Coping With the Unexpected

Jack 18 monthsI anticipated that Jack would be a late walker. I don’t know what it was, but from the time he was a tiny newborn I was determined not to rush his gross motor development. He took what seemed like forever to roll over, but I was unfazed. I didn’t worry a bit when he waited until 8 months to sit unassisted. And as the months continued to pass, I breezily reassured relatives that “some babies never crawl, they just skip straight to walking.”

He eventually did start crawling and, later, pulling up and cruising, but at 18 months that’s still all he does.

Sometime around 15 months my confidence started to waver. I found myself avoiding the park and any other situation where strangers may see him crawling and inquire as to his age. The kid who looked almost two still getting around on hands and knees inspired a few curious looks and I just couldn’t deal. We’ve since had him assessed by Early Steps, learned that he has low muscle tone, and will start physical therapy this month, but you can read all about that here on my personal blog. What I want to say here is that if you’ve been through something similar you are so not alone.

We each look at our little newborn babies freshly arrived in this world and can’t imagine that they are anything short of perfect, but sometimes things don’t go according to plan. My squishy newborn had hip dysplasia and had to be strapped into an orthopedic device for six weeks to correct it and is now facing yet another challenge. Maybe your baby failed her hearing test. Or your two year old is barely talking. What if it’s something more serious? It does not mean that your baby is any less perfect. It just means that your baby might have some work to do, and don’t we all?

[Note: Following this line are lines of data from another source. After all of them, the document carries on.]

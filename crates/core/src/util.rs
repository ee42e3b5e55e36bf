use std::time::{SystemTime, UNIX_EPOCH};

use ulid::Ulid;

/// Milliseconds since UNIX epoch.
pub type EpochMs = i64;

/// Returns current unix epoch milliseconds.
pub fn now_ms() -> EpochMs {
    let dur = SystemTime::now()
        .duration_since(UNIX_EPOCH)
        .unwrap_or_default();
    dur.as_millis() as i64
}

/// Generates a new ULID.
pub fn new_ulid() -> Ulid {
    Ulid::new()
}
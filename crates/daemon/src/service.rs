use std::sync::Arc;

use records_core::{validate_draft, Record, RecordDraft, RecordId, ValidationErrors};
use records_storage::{RecordStore, StoreError};
use thiserror::Error;
use tracing::{error, info};

use crate::batch::{BatchError, BatchProcessor};

#[derive(Debug, Error)]
pub enum ServiceError {
    #[error("Record not found with id: {0}")]
    NotFound(RecordId),
    #[error(transparent)]
    Validation(#[from] ValidationErrors),
    #[error(transparent)]
    Store(#[from] StoreError),
    #[error(transparent)]
    Batch(#[from] BatchError),
}

/// Record CRUD plus the two ways of starting a batch run.
pub struct RecordService {
    store: Arc<dyn RecordStore>,
    processor: Arc<BatchProcessor>,
}

impl RecordService {
    pub fn new(store: Arc<dyn RecordStore>, processor: Arc<BatchProcessor>) -> Self {
        Self { store, processor }
    }

    pub fn processor(&self) -> &Arc<BatchProcessor> {
        &self.processor
    }

    pub async fn list(&self) -> Result<Vec<Record>, ServiceError> {
        Ok(self.store.list().await?)
    }

    pub async fn get(&self, id: RecordId) -> Result<Record, ServiceError> {
        self.store
            .get(id)
            .await?
            .ok_or(ServiceError::NotFound(id))
    }

    pub async fn create(&self, draft: RecordDraft) -> Result<Record, ServiceError> {
        validate_draft(&draft)?;
        let record = self.store.insert(draft).await?;
        info!(record_id = record.id, "record created");
        Ok(record)
    }

    /// Replace every mutable field of an existing record.
    pub async fn update(&self, id: RecordId, draft: RecordDraft) -> Result<Record, ServiceError> {
        validate_draft(&draft)?;
        let mut record = self.get(id).await?;
        record.apply(draft);
        let record = self.store.upsert(record).await?;
        info!(record_id = id, "record updated");
        Ok(record)
    }

    pub async fn delete(&self, id: RecordId) -> Result<(), ServiceError> {
        if !self.store.exists(id).await? {
            return Err(ServiceError::NotFound(id));
        }
        // A concurrent delete between the check and here also counts as not found.
        if !self.store.delete(id).await? {
            return Err(ServiceError::NotFound(id));
        }
        info!(record_id = id, "record deleted");
        Ok(())
    }

    /// Run one batch and wait for it, bounded by the batch deadline.
    pub async fn process_synchronously(&self) -> Result<Vec<Record>, BatchError> {
        self.processor.run_batch().await
    }

    /// Start one batch on the runtime and return at once. The outcome is logged only.
    pub fn process_detached(&self) {
        let processor = Arc::clone(&self.processor);
        tokio::spawn(async move {
            match processor.run_batch().await {
                Ok(records) => info!(processed = records.len(), "detached batch finished"),
                Err(e) => error!(error = %e, "detached batch failed"),
            }
        });
    }
}
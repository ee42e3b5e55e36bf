use std::collections::BTreeMap;
use std::fmt;
use std::sync::LazyLock;

use regex::Regex;

use crate::model::RecordDraft;

static EMAIL_PATTERN: LazyLock<Regex> = LazyLock::new(|| {
    Regex::new(r"^[a-zA-Z0-9_+&*-]+(?:\.[a-zA-Z0-9_+&*-]+)*@(?:[a-zA-Z0-9-]+\.)+[a-zA-Z]{2,7}$")
        .expect("email pattern is a valid regex")
});

/// Field-level validation failures, keyed by field name.
#[derive(Debug, Clone, Default, PartialEq, Eq)]
pub struct ValidationErrors {
    fields: BTreeMap<String, String>,
}

impl ValidationErrors {
    /// Record a failure for `field`. The first message per field wins.
    pub fn add(&mut self, field: &str, message: &str) {
        self.fields
            .entry(field.to_string())
            .or_insert_with(|| message.to_string());
    }

    /// True when no field failed.
    pub fn is_empty(&self) -> bool {
        self.fields.is_empty()
    }

    /// Message recorded for `field`, if any.
    pub fn get(&self, field: &str) -> Option<&str> {
        self.fields.get(field).map(String::as_str)
    }

    /// All failures, ordered by field name.
    pub fn fields(&self) -> &BTreeMap<String, String> {
        &self.fields
    }

    /// Consume into the field map sent to clients.
    pub fn into_fields(self) -> BTreeMap<String, String> {
        self.fields
    }
}

impl fmt::Display for ValidationErrors {
    fn fmt(&self, f: &mut fmt::Formatter<'_>) -> fmt::Result {
        write!(f, "validation failed")?;
        for (i, (field, message)) in self.fields.iter().enumerate() {
            let sep = if i == 0 { ": " } else { ", " };
            write!(f, "{sep}{field}: {message}")?;
        }
        Ok(())
    }
}

impl std::error::Error for ValidationErrors {}

/// Returns true if `email` matches the accepted address grammar.
pub fn is_valid_email(email: &str) -> bool {
    EMAIL_PATTERN.is_match(email)
}

/// Check a create/update payload. All failing fields are reported at once.
pub fn validate_draft(draft: &RecordDraft) -> Result<(), ValidationErrors> {
    let mut errors = ValidationErrors::default();

    if draft.name.as_deref().map_or(true, |n| n.trim().is_empty()) {
        errors.add("name", "Name is required");
    }

    match draft.email.as_deref() {
        None => errors.add("email", "Email cannot be blank"),
        Some(email) if email.trim().is_empty() => errors.add("email", "Email cannot be blank"),
        Some(email) if !is_valid_email(email) => {
            errors.add("email", "Email must be in a valid format")
        }
        Some(_) => {}
    }

    if errors.is_empty() {
        Ok(())
    } else {
        Err(errors)
    }
}
#![allow(dead_code)]

use std::collections::HashSet;
use std::io;
use std::sync::atomic::{AtomicUsize, Ordering};
use std::sync::{Arc, Mutex};
use std::time::Duration;

use async_trait::async_trait;
use records_core::{Record, RecordDraft, RecordId};
use records_daemon::batch::{BatchProcessor, BatchSettings};
use records_daemon::pool::WorkerPool;
use records_storage::{InMemoryRecordStore, RecordStore, StoreError};

/// In-memory store with injectable faults and a probe on concurrent fetches.
#[derive(Default)]
pub struct ScriptedStore {
    inner: InMemoryRecordStore,
    fail_list: bool,
    fail_upsert: HashSet<RecordId>,
    vanish_on_get: HashSet<RecordId>,
    snapshot: Option<Vec<RecordId>>,
    get_latency: Duration,
    active_gets: AtomicUsize,
    peak_gets: AtomicUsize,
}

impl ScriptedStore {
    pub fn new() -> Self {
        Self::default()
    }

    pub async fn seeded(n: usize) -> Self {
        let store = Self::new();
        store.seed(n).await;
        store
    }

    pub async fn seed(&self, n: usize) {
        for i in 0..n {
            self.inner
                .insert(RecordDraft::new(
                    format!("Item {i}"),
                    format!("item{i}@example.com"),
                ))
                .await
                .unwrap();
        }
    }

    pub fn failing_list(mut self) -> Self {
        self.fail_list = true;
        self
    }

    pub fn failing_upsert(mut self, id: RecordId) -> Self {
        self.fail_upsert.insert(id);
        self
    }

    /// The record is deleted just before its unit fetches it.
    pub fn vanishing(mut self, id: RecordId) -> Self {
        self.vanish_on_get.insert(id);
        self
    }

    /// Report this id list from `list_ids` instead of the stored ids.
    pub fn with_snapshot(mut self, ids: Vec<RecordId>) -> Self {
        self.snapshot = Some(ids);
        self
    }

    pub fn with_get_latency(mut self, latency: Duration) -> Self {
        self.get_latency = latency;
        self
    }

    pub fn peak_concurrent_gets(&self) -> usize {
        self.peak_gets.load(Ordering::SeqCst)
    }
}

#[async_trait]
impl RecordStore for ScriptedStore {
    async fn list_ids(&self) -> Result<Vec<RecordId>, StoreError> {
        if self.fail_list {
            return Err(StoreError::unavailable("scripted list failure"));
        }
        match &self.snapshot {
            Some(ids) => Ok(ids.clone()),
            None => self.inner.list_ids().await,
        }
    }

    async fn list(&self) -> Result<Vec<Record>, StoreError> {
        self.inner.list().await
    }

    async fn get(&self, id: RecordId) -> Result<Option<Record>, StoreError> {
        if self.vanish_on_get.contains(&id) {
            self.inner.delete(id).await?;
        }

        let now = self.active_gets.fetch_add(1, Ordering::SeqCst) + 1;
        self.peak_gets.fetch_max(now, Ordering::SeqCst);
        if !self.get_latency.is_zero() {
            tokio::time::sleep(self.get_latency).await;
        }
        let found = self.inner.get(id).await;
        self.active_gets.fetch_sub(1, Ordering::SeqCst);
        found
    }

    async fn insert(&self, draft: RecordDraft) -> Result<Record, StoreError> {
        self.inner.insert(draft).await
    }

    async fn upsert(&self, record: Record) -> Result<Record, StoreError> {
        if self.fail_upsert.contains(&record.id) {
            return Err(StoreError::backend(format!("scripted write failure for {}", record.id)));
        }
        self.inner.upsert(record).await
    }

    async fn exists(&self, id: RecordId) -> Result<bool, StoreError> {
        self.inner.exists(id).await
    }

    async fn delete(&self, id: RecordId) -> Result<bool, StoreError> {
        self.inner.delete(id).await
    }
}

pub fn settings(unit_delay: Duration, deadline: Duration) -> BatchSettings {
    BatchSettings {
        unit_delay,
        deadline,
    }
}

pub fn processor(
    store: Arc<dyn RecordStore>,
    pool_size: usize,
    settings: BatchSettings,
) -> BatchProcessor {
    BatchProcessor::new(store, WorkerPool::new(pool_size), settings)
}

pub fn sorted_ids(records: &[Record]) -> Vec<RecordId> {
    let mut ids: Vec<_> = records.iter().map(|r| r.id).collect();
    ids.sort();
    ids
}

/// Collects formatted log lines from a subscriber installed for the current thread.
#[derive(Clone, Default)]
pub struct LogCapture {
    buf: Arc<Mutex<Vec<u8>>>,
}

impl LogCapture {
    pub fn install(&self) -> tracing::subscriber::DefaultGuard {
        let writer = self.clone();
        let subscriber = tracing_subscriber::fmt()
            .with_ansi(false)
            .with_writer(move || writer.clone())
            .finish();
        tracing::subscriber::set_default(subscriber)
    }

    pub fn contents(&self) -> String {
        String::from_utf8_lossy(&self.buf.lock().unwrap()).into_owned()
    }
}

impl io::Write for LogCapture {
    fn write(&mut self, bytes: &[u8]) -> io::Result<usize> {
        self.buf.lock().unwrap().extend_from_slice(bytes);
        Ok(bytes.len())
    }

    fn flush(&mut self) -> io::Result<()> {
        Ok(())
    }
}
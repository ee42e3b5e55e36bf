//! Record daemon: HTTP request layer, record service and the bounded batch processor.

pub mod batch;
pub mod config;
pub mod http;
pub mod pool;
pub mod service;
use std::net::SocketAddr;
use std::path::{Path, PathBuf};
use std::time::Duration;

use serde::Deserialize;
use thiserror::Error;

use crate::batch::BatchSettings;

pub const DEFAULT_LISTEN: &str = "127.0.0.1:8080";
pub const DEFAULT_DB_PATH: &str = ".records/records.db";
pub const DEFAULT_POOL_SIZE: usize = 10;
pub const DEFAULT_UNIT_DELAY_MS: u64 = 100;
pub const DEFAULT_BATCH_DEADLINE_SECS: u64 = 30;
pub const DEFAULT_LOG: &str = "info";

#[derive(Debug, Clone, Copy, PartialEq, Eq, Default, Deserialize, clap::ValueEnum)]
#[serde(rename_all = "lowercase")]
pub enum StoreBackend {
    #[default]
    Memory,
    Sqlite,
}

/// One source of settings. Unset fields fall through to the next layer.
#[derive(Debug, Clone, Default, PartialEq, Eq, Deserialize)]
#[serde(default, deny_unknown_fields)]
pub struct ConfigLayer {
    pub listen: Option<String>,
    pub store: Option<StoreBackend>,
    pub db_path: Option<PathBuf>,
    pub pool_size: Option<usize>,
    pub unit_delay_ms: Option<u64>,
    pub batch_deadline_secs: Option<u64>,
    pub log: Option<String>,
}

impl ConfigLayer {
    pub fn from_toml_str(raw: &str) -> Result<Self, toml::de::Error> {
        toml::from_str(raw)
    }

    pub fn load(path: &Path) -> Result<Self, ConfigError> {
        let raw = std::fs::read_to_string(path).map_err(|source| ConfigError::Read {
            path: path.to_path_buf(),
            source,
        })?;
        Self::from_toml_str(&raw).map_err(|source| ConfigError::Parse {
            path: path.to_path_buf(),
            source,
        })
    }

    /// Fill every unset field of `self` from `lower`.
    pub fn over(self, lower: ConfigLayer) -> ConfigLayer {
        ConfigLayer {
            listen: self.listen.or(lower.listen),
            store: self.store.or(lower.store),
            db_path: self.db_path.or(lower.db_path),
            pool_size: self.pool_size.or(lower.pool_size),
            unit_delay_ms: self.unit_delay_ms.or(lower.unit_delay_ms),
            batch_deadline_secs: self.batch_deadline_secs.or(lower.batch_deadline_secs),
            log: self.log.or(lower.log),
        }
    }
}

#[derive(Debug, Error)]
pub enum ConfigError {
    #[error("read config file {path}: {source}")]
    Read {
        path: PathBuf,
        #[source]
        source: std::io::Error,
    },
    #[error("parse config file {path}: {source}")]
    Parse {
        path: PathBuf,
        #[source]
        source: toml::de::Error,
    },
    #[error("invalid listen address {0:?}")]
    Listen(String),
    #[error("pool size must be at least 1")]
    ZeroPoolSize,
    #[error("batch deadline must be greater than zero")]
    ZeroDeadline,
}

#[derive(Debug, Clone, PartialEq, Eq)]
pub struct DaemonConfig {
    pub listen: SocketAddr,
    pub store: StoreBackend,
    pub db_path: PathBuf,
    pub pool_size: usize,
    pub batch: BatchSettings,
    /// Default `EnvFilter` directive; `RUST_LOG` wins when set.
    pub log: String,
}

impl DaemonConfig {
    /// Apply defaults to whatever `layer` leaves unset and validate the result.
    pub fn resolve(layer: ConfigLayer) -> Result<Self, ConfigError> {
        let listen = layer.listen.unwrap_or_else(|| DEFAULT_LISTEN.to_string());
        let listen: SocketAddr = listen
            .parse()
            .map_err(|_| ConfigError::Listen(listen.clone()))?;

        let pool_size = layer.pool_size.unwrap_or(DEFAULT_POOL_SIZE);
        if pool_size == 0 {
            return Err(ConfigError::ZeroPoolSize);
        }

        let deadline_secs = layer
            .batch_deadline_secs
            .unwrap_or(DEFAULT_BATCH_DEADLINE_SECS);
        if deadline_secs == 0 {
            return Err(ConfigError::ZeroDeadline);
        }

        Ok(Self {
            listen,
            store: layer.store.unwrap_or_default(),
            db_path: layer
                .db_path
                .unwrap_or_else(|| PathBuf::from(DEFAULT_DB_PATH)),
            pool_size,
            batch: BatchSettings {
                unit_delay: Duration::from_millis(
                    layer.unit_delay_ms.unwrap_or(DEFAULT_UNIT_DELAY_MS),
                ),
                deadline: Duration::from_secs(deadline_secs),
            },
            log: layer.log.unwrap_or_else(|| DEFAULT_LOG.to_string()),
        })
    }
}
use thiserror::Error;

#[derive(Debug, Clone, Error)]
pub enum StoreError {
    /// The storage engine rejected or failed the operation.
    #[error("store backend error: {0}")]
    Backend(String),
    /// The store handle can no longer serve requests (poisoned lock, lost worker).
    #[error("store unavailable: {0}")]
    Unavailable(String),
}

impl StoreError {
    pub fn backend<E: std::fmt::Display>(e: E) -> Self {
        Self::Backend(e.to_string())
    }

    pub fn unavailable<E: std::fmt::Display>(e: E) -> Self {
        Self::Unavailable(e.to_string())
    }
}
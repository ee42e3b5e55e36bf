use std::path::Path;
use std::sync::{Arc, Mutex};

use anyhow::{Context, Result};
use async_trait::async_trait;
use records_core::{Record, RecordDraft, RecordId};
use records_storage::{RecordStore, StoreError};
use rusqlite::{params, Connection, OptionalExtension, Row};

const RECORD_COLUMNS: &str = "id, name, description, status, email";

/// SQLite-backed record store. Each call runs on the blocking pool against one
/// shared connection.
pub struct SqliteRecordStore {
    conn: Arc<Mutex<Connection>>,
}

impl SqliteRecordStore {
    pub fn open(db_path: &Path) -> Result<Self> {
        if let Some(parent) = db_path.parent() {
            std::fs::create_dir_all(parent)
                .with_context(|| format!("create db dir {}", parent.display()))?;
        }
        let conn = Connection::open(db_path)
            .with_context(|| format!("open sqlite db {}", db_path.display()))?;
        tracing::info!(path = %db_path.display(), "opened sqlite record store");
        Self::init(conn)
    }

    pub fn open_in_memory() -> Result<Self> {
        let conn = Connection::open_in_memory().context("open in-memory sqlite db")?;
        Self::init(conn)
    }

    fn init(conn: Connection) -> Result<Self> {
        let init_sql = include_str!("../migrations/0001_init.sql");
        conn.execute_batch(init_sql).context("apply schema")?;
        Ok(Self {
            conn: Arc::new(Mutex::new(conn)),
        })
    }

    async fn with_conn<T, F>(&self, f: F) -> Result<T, StoreError>
    where
        T: Send + 'static,
        F: FnOnce(&Connection) -> rusqlite::Result<T> + Send + 'static,
    {
        let conn = Arc::clone(&self.conn);
        tokio::task::spawn_blocking(move || {
            let conn = conn
                .lock()
                .map_err(|_| StoreError::unavailable("sqlite connection lock poisoned"))?;
            f(&conn).map_err(StoreError::backend)
        })
        .await
        .map_err(StoreError::unavailable)?
    }
}

fn row_to_record(r: &Row<'_>) -> rusqlite::Result<Record> {
    Ok(Record {
        id: r.get(0)?,
        name: r.get(1)?,
        description: r.get(2)?,
        status: r.get(3)?,
        email: r.get(4)?,
    })
}

#[async_trait]
impl RecordStore for SqliteRecordStore {
    async fn list_ids(&self) -> Result<Vec<RecordId>, StoreError> {
        self.with_conn(|conn| {
            let mut stmt = conn.prepare("SELECT id FROM records ORDER BY id")?;
            let rows = stmt.query_map([], |r| r.get::<_, RecordId>(0))?;
            rows.collect()
        })
        .await
    }

    async fn list(&self) -> Result<Vec<Record>, StoreError> {
        self.with_conn(|conn| {
            let mut stmt =
                conn.prepare(&format!("SELECT {RECORD_COLUMNS} FROM records ORDER BY id"))?;
            let rows = stmt.query_map([], row_to_record)?;
            rows.collect()
        })
        .await
    }

    async fn get(&self, id: RecordId) -> Result<Option<Record>, StoreError> {
        self.with_conn(move |conn| {
            conn.query_row(
                &format!("SELECT {RECORD_COLUMNS} FROM records WHERE id = ?1"),
                params![id],
                row_to_record,
            )
            .optional()
        })
        .await
    }

    async fn insert(&self, draft: RecordDraft) -> Result<Record, StoreError> {
        self.with_conn(move |conn| {
            conn.query_row(
                &format!(
                    "INSERT INTO records (name, description, status, email)
                     VALUES (?1, ?2, ?3, ?4)
                     RETURNING {RECORD_COLUMNS}"
                ),
                params![
                    draft.name.as_deref().unwrap_or_default(),
                    draft.description,
                    draft.initial_status(),
                    draft.email.as_deref().unwrap_or_default()
                ],
                row_to_record,
            )
        })
        .await
    }

    async fn upsert(&self, record: Record) -> Result<Record, StoreError> {
        self.with_conn(move |conn| {
            conn.query_row(
                &format!(
                    "INSERT INTO records (id, name, description, status, email)
                     VALUES (?1, ?2, ?3, ?4, ?5)
                     ON CONFLICT(id) DO UPDATE SET
                       name = excluded.name,
                       description = excluded.description,
                       status = excluded.status,
                       email = excluded.email
                     RETURNING {RECORD_COLUMNS}"
                ),
                params![
                    record.id,
                    record.name,
                    record.description,
                    record.status,
                    record.email
                ],
                row_to_record,
            )
        })
        .await
    }

    async fn exists(&self, id: RecordId) -> Result<bool, StoreError> {
        self.with_conn(move |conn| {
            conn.query_row(
                "SELECT EXISTS(SELECT 1 FROM records WHERE id = ?1)",
                params![id],
                |r| r.get::<_, bool>(0),
            )
        })
        .await
    }

    async fn delete(&self, id: RecordId) -> Result<bool, StoreError> {
        self.with_conn(move |conn| {
            let n = conn.execute("DELETE FROM records WHERE id = ?1", params![id])?;
            Ok(n > 0)
        })
        .await
    }
}
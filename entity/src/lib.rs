//! Record shapes for the company store.

pub mod department;
pub mod employee;

pub use employee::DepartmentRef;
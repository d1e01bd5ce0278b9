pub mod departments;
pub mod employees;

use uuid::Uuid;

/// Path ids that are not UUIDs cannot name a stored record.
pub(crate) fn parse_id(raw: &str) -> Option<Uuid> {
    Uuid::parse_str(raw.trim()).ok()
}
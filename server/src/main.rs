mod config;
mod http;
mod routes;
mod seed;
#[cfg(test)]
mod test_support;

use std::sync::Arc;

use anyhow::{Context, Result};
use clap::{Args, Parser, Subcommand};
use migration::{Migrator, MigratorTrait};
use platform_db::{DatabaseSettings, DbPool, connect};
use platform_obs::{ObsConfig, init_tracing};
use tracing::info;

use crate::{
    config::AppConfig,
    http::{AppState, ServeConfig},
};

#[derive(Parser, Debug)]
#[command(name = "company-api", version, about = "Departments and employees REST API")]
struct Cli {
    #[command(subcommand)]
    command: Command,
}

#[derive(Subcommand, Debug)]
enum Command {
    /// Start the HTTP server.
    Serve(ServeCommand),
    /// Run database migrations.
    #[command(subcommand)]
    Migrate(MigrateCommand),
    /// Insert sample departments and employees into an empty database.
    Seed,
}

#[derive(Subcommand, Debug)]
enum MigrateCommand {
    /// Apply pending migrations.
    Up,
    /// Rollback the most recent migration.
    Down,
}

#[derive(Args, Debug)]
struct ServeCommand {
    #[arg(long, env = "HOST", default_value = "0.0.0.0")]
    host: std::net::IpAddr,
    #[arg(long, env = "PORT", default_value_t = 8080)]
    port: u16,
    #[arg(long, help = "Allow starting even when migrations are pending")]
    allow_dirty: bool,
    #[arg(long, help = "Serve from a private in-memory database (migrated and seeded)")]
    in_memory: bool,
}

impl From<&ServeCommand> for ServeConfig {
    fn from(value: &ServeCommand) -> Self {
        ServeConfig::new(value.host, value.port)
    }
}

#[tokio::main]
async fn main() -> Result<()> {
    dotenvy::dotenv().ok();
    init_tracing(ObsConfig::from_env())?;
    let cli = Cli::parse();
    let app_config = AppConfig::load()?;
    match cli.command {
        Command::Serve(cmd) => run_server(cmd, app_config).await,
        Command::Migrate(action) => match action {
            MigrateCommand::Up => migrate_up(&app_config.database).await,
            MigrateCommand::Down => migrate_down(&app_config.database).await,
        },
        Command::Seed => run_seed(&app_config.database).await,
    }
}

async fn setup_pool(settings: &DatabaseSettings) -> Result<DbPool> {
    connect(settings)
        .await
        .with_context(|| format!("failed to connect to {}", settings.url))
}

async fn run_server(cmd: ServeCommand, config: AppConfig) -> Result<()> {
    let config = if cmd.in_memory {
        config.with_in_memory_database()
    } else {
        config
    };
    let pool = setup_pool(&config.database).await?;
    if config.database.is_in_memory() {
        Migrator::up(&pool, None).await?;
        seed::seed(&pool).await?;
    } else {
        ensure_migrations(&pool, cmd.allow_dirty).await?;
    }
    let state = AppState {
        pool,
        config: Arc::new(config),
    };
    http::serve(ServeConfig::from(&cmd), state).await
}

async fn ensure_migrations(pool: &DbPool, allow_dirty: bool) -> Result<()> {
    let pending = Migrator::get_pending_migrations(pool).await?;
    if !pending.is_empty() && !allow_dirty {
        anyhow::bail!(
            "pending migrations detected; run `company-api migrate up` or pass --allow-dirty"
        );
    }
    Ok(())
}

async fn migrate_up(settings: &DatabaseSettings) -> Result<()> {
    let pool = setup_pool(settings).await?;
    Migrator::up(&pool, None).await?;
    info!("database migrations applied");
    Ok(())
}

async fn migrate_down(settings: &DatabaseSettings) -> Result<()> {
    let pool = setup_pool(settings).await?;
    Migrator::down(&pool, Some(1)).await?;
    info!("most recent migration rolled back");
    Ok(())
}

async fn run_seed(settings: &DatabaseSettings) -> Result<()> {
    let pool = setup_pool(settings).await?;
    ensure_migrations(&pool, false).await?;
    let report = seed::seed(&pool).await?;
    info!(
        departments = report.departments,
        employees = report.employees,
        "seed finished"
    );
    Ok(())
}

#[cfg(test)]
mod tests {
    use super::*;
    use clap::CommandFactory;

    #[test]
    fn cli_definition_is_consistent() {
        Cli::command().debug_assert();
    }

    #[test]
    fn serve_defaults() {
        let cli = Cli::try_parse_from(["company-api", "serve", "--in-memory"]).unwrap();
        let Command::Serve(cmd) = cli.command else {
            panic!("expected serve");
        };
        assert!(cmd.in_memory);
        assert!(!cmd.allow_dirty);
    }
}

There are no negatives in life, only challenges to overcome that will make you stronger. (570x570)

The challenges I’ve faced in my life have made me stronger and I hope that Jack’s have the same impact on him. Even issues that seem so superficial, like a birthmark on your baby’s face, can be both devastating for parents and an opportunity to do some soul-searching about what really matters in life. Every obstacle, every challenge, every bit of unwelcome news is a chance for you and your child to learn something. So once you’ve dried your tears start looking for the lesson. And please, please know that you’re not alone.

What was one “unexpected” with your child? What did it teach you as a parent?

Charlotte is mom to two-year-old Jack and a Licensed Clinical Social Worker. She works part time, sells vintage wares on Etsy, and also maintains a personal blog, Living Well on the Cheap, where she writes about creating a full, rich life and a beautiful home without living beyond her means. Decorating, blogging, and thrifting were the creative outlets that helped her cope with the emotional demands of her career as a social worker, and they still serve her well now that she spends most of her time caring for her son. She and her husband, Nick, both grew up in the suburbs of New Orleans, but met at LSU in 2006 and never had the heart to leave Baton Rouge. She is happy to call the Red Stick home and loves connecting with other moms.

2 COMMENTS

  1. This totally hits home for me. I have my own Jack who I find I a very similar situation. He has zero desire to pull up and walk and if we make him try and practice his legs give out and kind of fold in together like there is something else going on. I asked the pedi prior to him being one but now that we are passed 15 months I think it is time to revisit. Thanks so much for sharing.